Posted April. 30, 2003 22:29,
The government has started to review various economic stimulus measures such as lowering interest rates and forming additional budgeting plans to revive the current economy.
The government`s turnaround came after it decided that the current economic index was worse than expected and that this downward trend is likely to continue.
Vice President and Finance Minister Kim Jin-pyo attended the CEO Forum hosted by the Korea Productivity Center on April 30 at the Seoul Hilton Hotel and implied that he would like to lower interest rates.
“The current price level stands at 3 percent, but the call rate is as high as 4.25 percent,” he said. “I would manage the current financial policies in a flexible manner in case the economy gets worse.”
Bank of Korea`s President Park Seung said: “After analyzing the detrimental effect of SARS and the nuclear stand-off would have on our economy, we might have to lower call interest rates in May if the results prove worthwhile.”

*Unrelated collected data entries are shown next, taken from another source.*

//! End-to-end client tests against a scripted broker over an in-memory
//! duplex stream.

use bytes::Bytes;
use courier_client::{Client, ClientError, ConnectOptions, Message, Publication, QoS, Will};
use tokio::io::{duplex, AsyncReadExt, AsyncWriteExt, DuplexStream};
use tokio::sync::mpsc;

/// CONNECT frame for default options: clean session, keep-alive 300,
/// default client id.
const CONNECT_FRAME: [u8; 26] = [
    0x10, 0x18, 0x00, 0x04, 0x4d, 0x51, 0x54, 0x54, 0x04, 0x02, 0x01, 0x2c, 0x00, 0x0c, 0x00,
    0x0a, b'c', b'o', b'u', b'r', b'i', b'e', b'r', b'_', b'v', b'4',
];

const CONNACK_ACCEPTED: [u8; 4] = [0x20, 0x02, 0x00, 0x00];

struct Broker {
    stream: DuplexStream,
}

impl Broker {
    async fn expect(&mut self, expected: &[u8]) {
        let mut buf = vec![0u8; expected.len()];
        self.stream.read_exact(&mut buf).await.unwrap();
        assert_eq!(buf, expected);
    }

    async fn send(&mut self, bytes: &[u8]) {
        self.stream.write_all(bytes).await.unwrap();
    }
}

fn start() -> (
    Client,
    Broker,
    mpsc::UnboundedReceiver<Publication>,
    mpsc::UnboundedReceiver<String>,
) {
    let (near, far) = duplex(4096);
    let (pub_tx, pub_rx) = mpsc::unbounded_channel();
    let (err_tx, err_rx) = mpsc::unbounded_channel();

    let client = Client::start(
        "test-client",
        near,
        Box::new(move |publication| {
            pub_tx.send(publication).unwrap();
            Ok(())
        }),
        Some(Box::new(move |e| {
            let _ = err_tx.send(format!("{e:?}"));
        })),
    );

    (client, Broker { stream: far }, pub_rx, err_rx)
}

async fn connect(client: &Client, broker: &mut Broker) {
    let (result, _) = tokio::join!(client.connect(None), async {
        broker.expect(&CONNECT_FRAME).await;
        broker.send(&CONNACK_ACCEPTED).await;
    });
    result.unwrap();
}

#[tokio::test]
async fn connect_accepted() {
    let (client, mut broker, _pub_rx, _err_rx) = start();

    connect(&client, &mut broker).await;
}

#[tokio::test]
async fn connect_rejected_leaves_session_disconnected() {
    let (client, mut broker, _pub_rx, _err_rx) = start();

    let (result, _) = tokio::join!(client.connect(None), async {
        broker.expect(&CONNECT_FRAME).await;
        broker.send(&[0x20, 0x02, 0x00, 0x05]).await;
    });
    assert!(matches!(result, Err(ClientError::ConnectRejected(0x05))));

    // Still disconnected: publish is refused without touching the wire.
    let result = client
        .publish(Message::new("a", "hi", QoS::AtMostOnce))
        .await;
    assert!(matches!(result, Err(ClientError::WrongState)));
}

#[tokio::test]
async fn connect_while_connected_is_refused() {
    let (client, mut broker, _pub_rx, _err_rx) = start();
    connect(&client, &mut broker).await;

    let result = client.connect(None).await;
    assert!(matches!(result, Err(ClientError::WrongState)));
}

#[tokio::test]
async fn connect_with_credentials_and_will() {
    let (client, mut broker, _pub_rx, _err_rx) = start();

    let options = ConnectOptions::new()
        .client_id("device-1")
        .user_name("user")
        .password("secret")
        .will(Will::new("status", "offline").qos(QoS::AtLeastOnce).retain(true));

    let (result, _) = tokio::join!(client.connect(Some(options)), async {
        // Variable header: flag byte carries user name, password, will
        // retain, will QoS 1, will and clean session bits.
        broker
            .expect(&[
                0x10, 0x35, 0x00, 0x04, b'M', b'Q', b'T', b'T', 0x04, 0xee, 0x01, 0x2c, 0x00,
                0x29,
            ])
            .await;

        let mut tail: Vec<u8> = Vec::new();
        for s in [&b"device-1"[..], b"status", b"offline", b"user", b"secret"] {
            tail.extend_from_slice(&(s.len() as u16).to_be_bytes());
            tail.extend_from_slice(s);
        }
        broker.expect(&tail).await;

        broker.send(&CONNACK_ACCEPTED).await;
    });
    result.unwrap();
}

#[tokio::test]
async fn publish_qos0_resolves_immediately() {
    let (client, mut broker, _pub_rx, _err_rx) = start();
    connect(&client, &mut broker).await;

    client
        .publish(Message::new("a", "hi", QoS::AtMostOnce))
        .await
        .unwrap();

    broker
        .expect(&[0x30, 0x05, 0x00, 0x01, 0x61, 0x68, 0x69])
        .await;
}

#[tokio::test]
async fn publish_qos1_waits_for_puback() {
    let (client, mut broker, _pub_rx, _err_rx) = start();
    connect(&client, &mut broker).await;

    let (result, _) = tokio::join!(
        client.publish(Message::new("a", "hi", QoS::AtLeastOnce)),
        async {
            broker
                .expect(&[0x32, 0x07, 0x00, 0x01, 0x61, 0x00, 0x01, 0x68, 0x69])
                .await;
            broker.send(&[0x40, 0x02, 0x00, 0x01]).await;
        }
    );
    result.unwrap();
}

#[tokio::test]
async fn publish_qos2_is_refused() {
    let (client, mut broker, _pub_rx, _err_rx) = start();
    connect(&client, &mut broker).await;

    let result = client
        .publish(Message::new("a", "hi", QoS::ExactlyOnce))
        .await;
    assert!(matches!(result, Err(ClientError::UnsupportedQoS)));
}

#[tokio::test]
async fn publish_empty_topic_is_refused() {
    let (client, mut broker, _pub_rx, _err_rx) = start();
    connect(&client, &mut broker).await;

    let result = client.publish(Message::new("", "hi", QoS::AtMostOnce)).await;
    assert!(matches!(result, Err(ClientError::InvalidTopic(_))));
}

#[tokio::test]
async fn subscribe_granted() {
    let (client, mut broker, _pub_rx, _err_rx) = start();
    connect(&client, &mut broker).await;

    let (result, _) = tokio::join!(
        client.subscribe(Message::filter("x", QoS::AtLeastOnce)),
        async {
            broker
                .expect(&[0x82, 0x06, 0x00, 0x01, 0x00, 0x01, 0x78, 0x01])
                .await;
            broker.send(&[0x90, 0x03, 0x00, 0x01, 0x01]).await;
        }
    );
    result.unwrap();
}

#[tokio::test]
async fn subscribe_rejected_by_broker() {
    let (client, mut broker, _pub_rx, _err_rx) = start();
    connect(&client, &mut broker).await;

    let (result, _) = tokio::join!(
        client.subscribe(Message::filter("x", QoS::AtLeastOnce)),
        async {
            broker
                .expect(&[0x82, 0x06, 0x00, 0x01, 0x00, 0x01, 0x78, 0x01])
                .await;
            broker.send(&[0x90, 0x03, 0x00, 0x01, 0x03]).await;
        }
    );
    assert!(matches!(result, Err(ClientError::SubscribeRejected(0x03))));
}

#[tokio::test]
async fn unsubscribe_acknowledged() {
    let (client, mut broker, _pub_rx, _err_rx) = start();
    connect(&client, &mut broker).await;

    let (result, _) = tokio::join!(
        client.unsubscribe(Message::filter("x", QoS::AtMostOnce)),
        async {
            broker
                .expect(&[0xa2, 0x05, 0x00, 0x02, 0x00, 0x01, 0x78])
                .await;
            broker.send(&[0xb0, 0x02, 0x00, 0x02]).await;
        }
    );
    result.unwrap();
}

#[tokio::test]
async fn ping_round_trip() {
    let (client, mut broker, _pub_rx, _err_rx) = start();
    connect(&client, &mut broker).await;

    let (result, _) = tokio::join!(client.ping(), async {
        broker.expect(&[0xc0, 0x00]).await;
        broker.send(&[0xd0, 0x00]).await;
    });
    result.unwrap();
}

#[tokio::test]
async fn disconnect_resolves_once_written() {
    let (client, mut broker, _pub_rx, _err_rx) = start();
    connect(&client, &mut broker).await;

    client.disconnect().await.unwrap();
    broker.expect(&[0xe0, 0x00]).await;

    // The session dropped; everything but connect is refused now.
    let result = client.ping().await;
    assert!(matches!(result, Err(ClientError::WrongState)));
}

#[tokio::test]
async fn inbound_publish_qos0_reaches_callback() {
    let (client, mut broker, mut pub_rx, _err_rx) = start();
    connect(&client, &mut broker).await;

    broker
        .send(&[0x30, 0x06, 0x00, 0x01, 0x74, 0x76, 0x76, 0x76])
        .await;

    let publication = pub_rx.recv().await.unwrap();
    assert_eq!(publication.topic, "t");
    assert_eq!(publication.payload, Bytes::from("vvv"));
    assert_eq!(publication.qos, QoS::AtMostOnce);
}

#[tokio::test]
async fn inbound_publish_qos1_is_acknowledged() {
    let (client, mut broker, mut pub_rx, _err_rx) = start();
    connect(&client, &mut broker).await;

    broker
        .send(&[0x32, 0x08, 0x00, 0x01, 0x74, 0x00, 0x07, 0x76, 0x76, 0x76])
        .await;

    // The acknowledgement echoes the broker's packet identifier.
    broker.expect(&[0x40, 0x02, 0x00, 0x07]).await;

    let publication = pub_rx.recv().await.unwrap();
    assert_eq!(publication.topic, "t");
    assert_eq!(publication.qos, QoS::AtLeastOnce);
    assert_eq!(publication.payload.len(), 3);
}

#[tokio::test]
async fn unsolicited_response_reported_without_completing_anyone() {
    let (client, mut broker, _pub_rx, mut err_rx) = start();
    connect(&client, &mut broker).await;

    broker.send(&[0x40, 0x02, 0x00, 0x01]).await;

    let report = err_rx.recv().await.unwrap();
    assert!(report.contains("UnexpectedResponse"), "{report}");

    // The session survives it.
    let (result, _) = tokio::join!(client.ping(), async {
        broker.expect(&[0xc0, 0x00]).await;
        broker.send(&[0xd0, 0x00]).await;
    });
    result.unwrap();
}

#[tokio::test]
async fn mismatched_response_fails_the_pending_call() {
    let (client, mut broker, _pub_rx, mut err_rx) = start();
    connect(&client, &mut broker).await;

    let (result, _) = tokio::join!(
        client.publish(Message::new("a", "hi", QoS::AtLeastOnce)),
        async {
            broker
                .expect(&[0x32, 0x07, 0x00, 0x01, 0x61, 0x00, 0x01, 0x68, 0x69])
                .await;
            // A subscribe acknowledgement while a publish is in flight.
            broker.send(&[0x90, 0x03, 0x00, 0x01, 0x01]).await;
        }
    );
    assert!(matches!(result, Err(ClientError::UnexpectedResponse(_))));

    let report = err_rx.recv().await.unwrap();
    assert!(report.contains("UnexpectedResponse"), "{report}");
}

#[tokio::test]
async fn commands_while_disconnected_resolve_with_wrong_state() {
    let (client, _broker, _pub_rx, _err_rx) = start();

    let result = client
        .publish(Message::new("a", "hi", QoS::AtMostOnce))
        .await;
    assert!(matches!(result, Err(ClientError::WrongState)));

    let result = client.ping().await;
    assert!(matches!(result, Err(ClientError::WrongState)));
}

#[tokio::test]
async fn callback_failure_is_reported() {
    let (near, far) = duplex(4096);
    let (err_tx, mut err_rx) = mpsc::unbounded_channel();

    let client = Client::start(
        "test-client",
        near,
        Box::new(|_publication| Err("not consumed".into())),
        Some(Box::new(move |e| {
            let _ = err_tx.send(format!("{e:?}"));
        })),
    );
    let mut broker = Broker { stream: far };
    connect(&client, &mut broker).await;

    broker
        .send(&[0x30, 0x06, 0x00, 0x01, 0x74, 0x76, 0x76, 0x76])
        .await;

    let report = err_rx.recv().await.unwrap();
    assert!(report.contains("Callback"), "{report}");
}

#[tokio::test]
async fn commands_fail_after_transport_closes() {
    let (client, mut broker, _pub_rx, _err_rx) = start();
    connect(&client, &mut broker).await;

    drop(broker);

    // The worker observes the closed stream; whichever side wins the
    // race, the call must not hang.
    let result = client.ping().await;
    assert!(result.is_err());
}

Planning and Budget Minister Park Bong-hum said in a radio program: “It would be better to come up with an economic stimulus package in mid-May based on detailed economic performance results from the first quarter of this year. We are always considering possible changes to budgets according to economic status.”

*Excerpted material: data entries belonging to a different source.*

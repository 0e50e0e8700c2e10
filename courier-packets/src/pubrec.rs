use bytes::{Buf, BufMut, BytesMut};

use courier_core::{
    codec::{Decoder, Encoder, VariableByteInteger},
    error::Error,
};

#[derive(Debug, PartialEq, Eq)]
pub struct PubRecPacket {
    pub packet_id: u16,
}

const PACKET_TYPE: u8 = 0x05;
const REMAINING_LEN: u32 = 2;

impl Encoder for PubRecPacket {
    fn encode(&self, buffer: &mut BytesMut) {
        buffer.put_u8(PACKET_TYPE << 4);
        VariableByteInteger(REMAINING_LEN).encode(buffer);
        self.packet_id.encode(buffer);
    }
}

impl Decoder for PubRecPacket {
    fn decode<T: Buf>(buffer: &mut T) -> courier_core::Result<Self> {
        buffer.advance(1);

        let remaining = VariableByteInteger::decode(buffer)?;
        if remaining.0 != REMAINING_LEN {
            return Err(Error::MalformedSize);
        }

        let packet_id = u16::decode(buffer)?;

        Ok(PubRecPacket { packet_id })
    }
}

“Korea would better off using expansive and macroeconomic policies including lowering interest rates to prepare for further economic downturn,” said David T Coe, deputy director of IMF Asia Pacific Office while visiting Korea to attend IMF`s annual meeting with the Korean government.
“We would like to try to minimize the side-effects of any economic stimulus package,” said Economic Policy Director Park Byung-won, regarding how much and when to lower interest rates and form additional budgeting plans. “Our goal is to show that the government is involved in reviving the economy.”
Related scholars in academia showed criticism of the government`s view. “It is true that various negative factors have a bad influence on the current economy, but it would be even worse if the government came up with uncertain economic policies while also dampening investments and consumer sentiment,” they said.